First of all, it is important to re-test students non-anonymously to identify individuals with chronic psychological distress and plan protective strategies, to reduce the sense of social isolation, which is a risk factor for suicide second cause of death among young people [44].
As in an article draw appropriate guidelines for psychological intervention following the epidemic directed to patients with COVID 19, their relatives but also to professional health care personnel, emphasizing the importance of psychological intervention performed by psychotherapists and psychiatrists trained on trauma, in order to curb the psychological consequences of forced quarantine or difficult work environments in an emergency situation [45].
Psychological interventions in high schools can be carried out both on individuals and classes, responding to the needs expressed by students through the survey.
It is also necessary to design cycles of meetings aimed at parents and teachers, in order to enhance the ability of adults to grasp the signs of distress and respond in a supportive and effective way. The meetings will also be open to politicians, psychologists and doctors from the community.
All meetings were performed on line by trained psychologist, in collaborations with doctors, through Google Meet School platform.
Improving the diagnosis and treatment of pandemic trauma is necessary to protect not only mental health [20, 21] but also global health [22].
CM, MP, IF designed the study. CM, recorded videos directed to students, parents and teachers in order to describe the pourpose of the research, the tools used and how to fill in the questionnaire. MP and IF decided the tool (EMOTION THERMOMETER and PSYCHO-COVID 19).
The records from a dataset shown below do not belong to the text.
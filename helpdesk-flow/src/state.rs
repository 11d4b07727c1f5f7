use std::fmt;

use serde::Serialize;

/// Conversation steps. A session with no state has no active conversation.
#[derive(Debug, Clone, Copy, PartialEq, Eq, Hash, Serialize)]
#[serde(rename_all = "snake_case")]
pub enum ConversationState {
    /// Waiting for a problem description.
    AwaitingProblem,
    /// An answer was given; waiting for "solved? si/no".
    Confirming,
    /// Problem solved; waiting for "another problem? si/no".
    AskAnotherProblem,
    /// Connectivity branch; waiting for "cable" or "wifi".
    AskingConnectionType,
    /// Connectivity branch; waiting for "checked? si/no".
    AskingConnectionChecked,
    /// Waiting for "open a ticket? si/no".
    ConfirmingTicket,
    TicketName,
    TicketEmail,
    TicketDescription,
    TicketPriority,
}

impl ConversationState {
    pub const ALL: [ConversationState; 10] = [
        ConversationState::AwaitingProblem,
        ConversationState::Confirming,
        ConversationState::AskAnotherProblem,
        ConversationState::AskingConnectionType,
        ConversationState::AskingConnectionChecked,
        ConversationState::ConfirmingTicket,
        ConversationState::TicketName,
        ConversationState::TicketEmail,
        ConversationState::TicketDescription,
        ConversationState::TicketPriority,
    ];

    pub fn as_str(&self) -> &'static str {
        match self {
            ConversationState::AwaitingProblem => "awaiting_problem",
            ConversationState::Confirming => "confirming",
            ConversationState::AskAnotherProblem => "ask_another_problem",
            ConversationState::AskingConnectionType => "asking_connection_type",
            ConversationState::AskingConnectionChecked => "asking_connection_checked",
            ConversationState::ConfirmingTicket => "confirming_ticket",
            ConversationState::TicketName => "ticket_name",
            ConversationState::TicketEmail => "ticket_email",
            ConversationState::TicketDescription => "ticket_description",
            ConversationState::TicketPriority => "ticket_priority",
        }
    }

    /// States that collect ticket fields.
    pub fn is_ticket_step(&self) -> bool {
        matches!(
            self,
            ConversationState::TicketName
                | ConversationState::TicketEmail
                | ConversationState::TicketDescription
                | ConversationState::TicketPriority
        )
    }
}

impl fmt::Display for ConversationState {
    fn fmt(&self, f: &mut fmt::Formatter<'_>) -> fmt::Result {
        f.write_str(self.as_str())
    }
}

#[cfg(test)]
mod tests {
    use super::*;

    #[test]
    fn serde_name_matches_as_str() {
        for s in ConversationState::ALL {
            let json = serde_json::to_string(&s).unwrap();
            assert_eq!(json, format!("\"{}\"", s.as_str()));
        }
    }

    #[test]
    fn ticket_steps() {
        let n = ConversationState::ALL
            .iter()
            .filter(|s| s.is_ticket_step())
            .count();
        assert_eq!(n, 4);
    }
}
use axum::{
    http::StatusCode,
    response::{IntoResponse, Response},
};
use helpdesk_flow::FlowError;
use thiserror::Error;
use tracing::error;

use crate::app::http::response_envelope::ApiResponse;

/// Public application error type.
#[derive(Debug, Error)]
pub enum AppError {
    // --- Boot / server ---
    #[error("failed to bind listener")]
    Bind(#[source] std::io::Error),

    #[error("server error")]
    Server(#[source] std::io::Error),

    // --- Request ---
    #[error("bad request: {0}")]
    BadRequest(String),

    // --- Conversation ---
    #[error(transparent)]
    Flow(#[from] FlowError),
}

impl AppError {
    fn status_code(&self) -> StatusCode {
        match self {
            AppError::BadRequest(_) => StatusCode::BAD_REQUEST,
            AppError::Flow(_) | AppError::Bind(_) | AppError::Server(_) => {
                StatusCode::INTERNAL_SERVER_ERROR
            }
        }
    }

    fn error_code(&self) -> &'static str {
        match self {
            AppError::Bind(_) => "BIND_ERROR",
            AppError::Server(_) => "SERVER_ERROR",
            AppError::BadRequest(_) => "BAD_REQUEST",
            AppError::Flow(e) => e.code(),
        }
    }
}

impl IntoResponse for AppError {
    fn into_response(self) -> Response {
        let status = self.status_code();
        if status.is_server_error() {
            error!(error = %self, "request failed");
        }
        ApiResponse::<()>::error(self.error_code(), self.to_string())
            .into_response_with_status(status)
    }
}

/// Handy result alias used across handlers.
pub type AppResult<T> = Result<T, AppError>;

#[cfg(test)]
mod tests {
    use helpdesk_flow::TicketStoreError;

    use super::*;

    #[test]
    fn request_errors_are_client_side_and_the_rest_server_side() {
        let cases = [
            (AppError::BadRequest("x".into()), StatusCode::BAD_REQUEST, "BAD_REQUEST"),
            (
                AppError::Flow(FlowError::TicketStore(TicketStoreError::Poisoned)),
                StatusCode::INTERNAL_SERVER_ERROR,
                "TICKET_STORE_FAILED",
            ),
            (
                AppError::Bind(std::io::Error::other("in use")),
                StatusCode::INTERNAL_SERVER_ERROR,
                "BIND_ERROR",
            ),
        ];
        for (err, status, code) in cases {
            assert_eq!(err.status_code(), status);
            assert_eq!(err.error_code(), code);
        }
    }
}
DV prepared the informed consent forms for adult students and parents of underage students, sent the questionnaire to the students who had joined the research and collected the data through the platform used by the school. MP performed the statistical analyses. VT wrote the part relating to the description of the PSYCHO-COVID 19 questionnaire and the studies on the reliability and validity of the tool. CM, MP, EG, wrote the manuscript. All authors contributed to editorial changes in the manuscript. All authors read and approved the final manuscript.
Every partecipant filled an informed consent (parents in case of underage students), after watching the videos in which the school psychologist explained the purpose of the research illustrating the tools and methods of compilation.
We acknowledge the students who in such a dramatic moment agreed to take part in the research. Wa acknowledge EMDR National association, that creates a team that built the research design, identified the tools and carried out the data collection.
This research received no external funding.
The authors declare no conflict of interest.